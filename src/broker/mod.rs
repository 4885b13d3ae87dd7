// ABOUTME: Authorization broker core: shared state, validation helpers, token minting
// ABOUTME: Protocol operations (authorize, callback, token, revoke) live in endpoints.rs
//
// SPDX-License-Identifier: MIT OR Apache-2.0
// Copyright (c) 2025 Fiscus

use crate::config::ServerConfig;
use crate::constants::{clients, scopes};
use crate::errors::{BrokerError, BrokerResult};
use crate::models::RegisteredClient;
use crate::registry::ClientRegistry;
use crate::state::StateCodec;
use crate::store::pending::PendingRequestStore;
use crate::store::TokenStore;
use crate::upstream::UpstreamProvider;
use base64::{engine::general_purpose, Engine as _};
use ring::rand::{SecureRandom, SystemRandom};
use std::sync::Arc;

mod endpoints;

/// The authorization broker.
///
/// Owns every collaborator the OAuth endpoints need: the client registry,
/// the grant store, the pending-approval queue, the signed-state codec, and
/// the optional upstream identity provider.
pub struct AuthorizationBroker {
    pub(crate) config: Arc<ServerConfig>,
    pub(crate) registry: ClientRegistry,
    pub(crate) store: TokenStore,
    pub(crate) pending: PendingRequestStore,
    pub(crate) state_codec: StateCodec,
    pub(crate) upstream: Option<UpstreamProvider>,
    rng: SystemRandom,
}

impl AuthorizationBroker {
    /// Assemble the broker from its collaborators.
    ///
    /// # Errors
    /// Fails with `Internal` if the upstream HTTP client cannot be built.
    pub fn new(
        config: Arc<ServerConfig>,
        registry: ClientRegistry,
        store: TokenStore,
        pending: PendingRequestStore,
    ) -> BrokerResult<Self> {
        let state_codec = StateCodec::new(&config.state_secret);
        let upstream = config
            .upstream
            .clone()
            .map(UpstreamProvider::new)
            .transpose()?;

        Ok(Self {
            config,
            registry,
            store,
            pending,
            state_codec,
            upstream,
            rng: SystemRandom::new(),
        })
    }

    #[must_use]
    pub fn registry(&self) -> &ClientRegistry {
        &self.registry
    }

    /// Mint an opaque token: 32 bytes of CSPRNG output, base64url encoded.
    ///
    /// # Errors
    /// Fails with `Internal` if the system RNG fails.
    pub(crate) fn generate_token(&self) -> BrokerResult<String> {
        let mut bytes = [0u8; 32];
        self.rng
            .fill(&mut bytes)
            .map_err(|_| BrokerError::internal("system RNG failure"))?;
        Ok(general_purpose::URL_SAFE_NO_PAD.encode(bytes))
    }

    /// Resolve the effective client for an authorization request.
    ///
    /// The built-in first-party client needs no registry row; its single
    /// redirect URI comes from configuration.
    ///
    /// # Errors
    /// Fails with `InvalidClient` for unknown clients and `Storage` on
    /// database errors.
    pub(crate) async fn resolve_client(&self, client_id: &str) -> BrokerResult<RegisteredClient> {
        if client_id == clients::BUILTIN_CLIENT_ID {
            return Ok(builtin_client(&self.config));
        }

        self.registry
            .get(client_id)
            .await?
            .ok_or_else(|| BrokerError::invalid_client("unknown client_id"))
    }

    /// Validate that a redirect URI is one the client registered.
    ///
    /// Exact string match against the registered list; no prefix or
    /// wildcard matching.
    ///
    /// # Errors
    /// Fails with `InvalidRedirectUri` on mismatch.
    pub(crate) fn validate_redirect(
        client: &RegisteredClient,
        redirect_uri: &str,
    ) -> BrokerResult<()> {
        if client.redirect_uris.iter().any(|uri| uri == redirect_uri) {
            Ok(())
        } else {
            Err(BrokerError::invalid_redirect_uri(
                "redirect_uri is not registered for this client",
            ))
        }
    }

    /// Resolve the scope grant for a request.
    ///
    /// Requested scopes are filtered against the allow-list; anything
    /// unknown is dropped with a log line. An empty or absent request
    /// degrades to the default grant.
    pub(crate) fn resolve_scope(client_id: &str, requested: Option<&str>) -> String {
        let Some(requested) = requested.filter(|s| !s.trim().is_empty()) else {
            return scopes::DEFAULT.to_owned();
        };

        let granted: Vec<&str> = requested
            .split_whitespace()
            .filter(|scope| scopes::SUPPORTED.contains(scope))
            .collect();

        if granted.is_empty() {
            tracing::info!(
                client_id,
                requested,
                "no requested scope is supported, granting default scope"
            );
            return scopes::DEFAULT.to_owned();
        }

        if granted.len() < requested.split_whitespace().count() {
            tracing::info!(client_id, requested, "dropped unsupported scopes from grant");
        }

        granted.join(" ")
    }

    /// Intersect a refresh-time scope request with the originally granted
    /// scope. Absent request keeps the original grant unchanged.
    pub(crate) fn narrow_scope(original: &str, requested: Option<&str>) -> String {
        let Some(requested) = requested.filter(|s| !s.trim().is_empty()) else {
            return original.to_owned();
        };

        let original_scopes: Vec<&str> = original.split_whitespace().collect();
        let narrowed: Vec<&str> = requested
            .split_whitespace()
            .filter(|scope| original_scopes.contains(scope))
            .collect();

        if narrowed.is_empty() {
            original.to_owned()
        } else {
            narrowed.join(" ")
        }
    }
}

/// Synthesized registry entry for the built-in first-party client.
fn builtin_client(config: &ServerConfig) -> RegisteredClient {
    RegisteredClient {
        client_id: clients::BUILTIN_CLIENT_ID.to_owned(),
        redirect_uris: vec![config.builtin_redirect_uri.clone()],
        client_name: Some("Fiscus Web".to_owned()),
        auth_method: "none".to_owned(),
        grant_types: vec![crate::constants::protocol::GRANT_AUTHORIZATION_CODE.to_owned()],
        response_types: vec![crate::constants::protocol::RESPONSE_TYPE_CODE.to_owned()],
        scope: None,
        issued_at: chrono::Utc::now(),
    }
}

/// Append query parameters to a redirect URI, preserving any it already has.
pub(crate) fn append_query(redirect_uri: &str, params: &[(&str, &str)]) -> String {
    let mut url = redirect_uri.to_owned();
    for (key, value) in params {
        url.push(if url.contains('?') { '&' } else { '?' });
        url.push_str(key);
        url.push('=');
        url.push_str(&urlencoding::encode(value));
    }
    url
}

[Work instruction] Copy each line of the data exactly, leaving nothing out.

[Written response]
filename src/broker/mod.rs
repository 4885b13d3ae87dd7
// ABOUTME: Authorization broker core: shared state, validation helpers, token minting
// ABOUTME: Protocol operations (authorize, callback, token, revoke) live in endpoints.rs
//
// SPDX-License-Identifier: MIT OR Apache-2.0
// Copyright (c) 2025 Fiscus

use crate::config::ServerConfig;
use crate::constants::{clients, scopes};
use crate::errors::{BrokerError, BrokerResult};
use crate::models::RegisteredClient;
use crate::registry::ClientRegistry;
use crate::state::StateCodec;
use crate::store::pending::PendingRequestStore;
use crate::store::TokenStore;
use crate::upstream::UpstreamProvider;
use base64::{engine::general_purpose, Engine as _};
use ring::rand::{SecureRandom, SystemRandom};
use std::sync::Arc;

mod endpoints;

/// The authorization broker.
///
/// Owns every collaborator the OAuth endpoints need: the client registry,
/// the grant store, the pending-approval queue, the signed-state codec, and
/// the optional upstream identity provider.
pub struct AuthorizationBroker {
    pub(crate) config: Arc<ServerConfig>,
    pub(crate) registry: ClientRegistry,
    pub(crate) store: TokenStore,
    pub(crate) pending: PendingRequestStore,
    pub(crate) state_codec: StateCodec,
    pub(crate) upstream: Option<UpstreamProvider>,
    rng: SystemRandom,
}

impl AuthorizationBroker {
    /// Assemble the broker from its collaborators.
    ///
    /// # Errors
    /// Fails with `Internal` if the upstream HTTP client cannot be built.
    pub fn new(
        config: Arc<ServerConfig>,
        registry: ClientRegistry,
        store: TokenStore,
        pending: PendingRequestStore,
    ) -> BrokerResult<Self> {
        let state_codec = StateCodec::new(&config.state_secret);
        let upstream = config
            .upstream
            .clone()
            .map(UpstreamProvider::new)
            .transpose()?;

        Ok(Self {
            config,
            registry,
            store,
            pending,
            state_codec,
            upstream,
            rng: SystemRandom::new(),
        })
    }

    #[must_use]
    pub fn registry(&self) -> &ClientRegistry {
        &self.registry
    }

    /// Mint an opaque token: 32 bytes of CSPRNG output, base64url encoded.
    ///
    /// # Errors
    /// Fails with `Internal` if the system RNG fails.
    pub(crate) fn generate_token(&self) -> BrokerResult<String> {
        let mut bytes = [0u8; 32];
        self.rng
            .fill(&mut bytes)
            .map_err(|_| BrokerError::internal("system RNG failure"))?;
        Ok(general_purpose::URL_SAFE_NO_PAD.encode(bytes))
    }

    /// Resolve the effective client for an authorization request.
    ///
    /// The built-in first-party client needs no registry row; its single
    /// redirect URI comes from configuration.
    ///
    /// # Errors
    /// Fails with `InvalidClient` for unknown clients and `Storage` on
    /// database errors.
    pub(crate) async fn resolve_client(&self, client_id: &str) -> BrokerResult<RegisteredClient> {
        if client_id == clients::BUILTIN_CLIENT_ID {
            return Ok(builtin_client(&self.config));
        }

        self.registry
            .get(client_id)
            .await?
            .ok_or_else(|| BrokerError::invalid_client("unknown client_id"))
    }

    /// Validate that a redirect URI is one the client registered.
    ///
    /// Exact string match against the registered list; no prefix or
    /// wildcard matching.
    ///
    /// # Errors
    /// Fails with `InvalidRedirectUri` on mismatch.
    pub(crate) fn validate_redirect(
        client: &RegisteredClient,
        redirect_uri: &str,
    ) -> BrokerResult<()> {
        if client.redirect_uris.iter().any(|uri| uri == redirect_uri) {
            Ok(())
        } else {
            Err(BrokerError::invalid_redirect_uri(
                "redirect_uri is not registered for this client",
            ))
        }
    }

    /// Resolve the scope grant for a request.
    ///
    /// Requested scopes are filtered against the allow-list; anything
    /// unknown is dropped with a log line. An empty or absent request
    /// degrades to the default grant.
    pub(crate) fn resolve_scope(client_id: &str, requested: Option<&str>) -> String {
        let Some(requested) = requested.filter(|s| !s.trim().is_empty()) else {
            return scopes::DEFAULT.to_owned();
        };

        let granted: Vec<&str> = requested
            .split_whitespace()
            .filter(|scope| scopes::SUPPORTED.contains(scope))
            .collect();

        if granted.is_empty() {
            tracing::info!(
                client_id,
                requested,
                "no requested scope is supported, granting default scope"
            );
            return scopes::DEFAULT.to_owned();
        }

        if granted.len() < requested.split_whitespace().count() {
            tracing::info!(client_id, requested, "dropped unsupported scopes from grant");
        }

        granted.join(" ")
    }

    /// Intersect a refresh-time scope request with the originally granted
    /// scope. Absent request keeps the original grant unchanged.
    pub(crate) fn narrow_scope(original: &str, requested: Option<&str>) -> String {
        let Some(requested) = requested.filter(|s| !s.trim().is_empty()) else {
            return original.to_owned();
        };

        let original_scopes: Vec<&str> = original.split_whitespace().collect();
        let narrowed: Vec<&str> = requested
            .split_whitespace()
            .filter(|scope| original_scopes.contains(scope))
            .collect();

        if narrowed.is_empty() {
            original.to_owned()
        } else {
            narrowed.join(" ")
        }
    }
}

/// Synthesized registry entry for the built-in first-party client.
fn builtin_client(config: &ServerConfig) -> RegisteredClient {
    RegisteredClient {
        client_id: clients::BUILTIN_CLIENT_ID.to_owned(),
        redirect_uris: vec![config.builtin_redirect_uri.clone()],
        client_name: Some("Fiscus Web".to_owned()),
        auth_method: "none".to_owned(),
        grant_types: vec![crate::constants::protocol::GRANT_AUTHORIZATION_CODE.to_owned()],
        response_types: vec![crate::constants::protocol::RESPONSE_TYPE_CODE.to_owned()],
        scope: None,
        issued_at: chrono::Utc::now(),
    }
}

/// Append query parameters to a redirect URI, preserving any it already has.
pub(crate) fn append_query(redirect_uri: &str, params: &[(&str, &str)]) -> String {
    let mut url = redirect_uri.to_owned();
    for (key, value) in params {
        url.push(if url.contains('?') { '&' } else { '?' });
        url.push_str(key);
        url.push('=');
        url.push_str(&urlencoding::encode(value));
    }
    url
}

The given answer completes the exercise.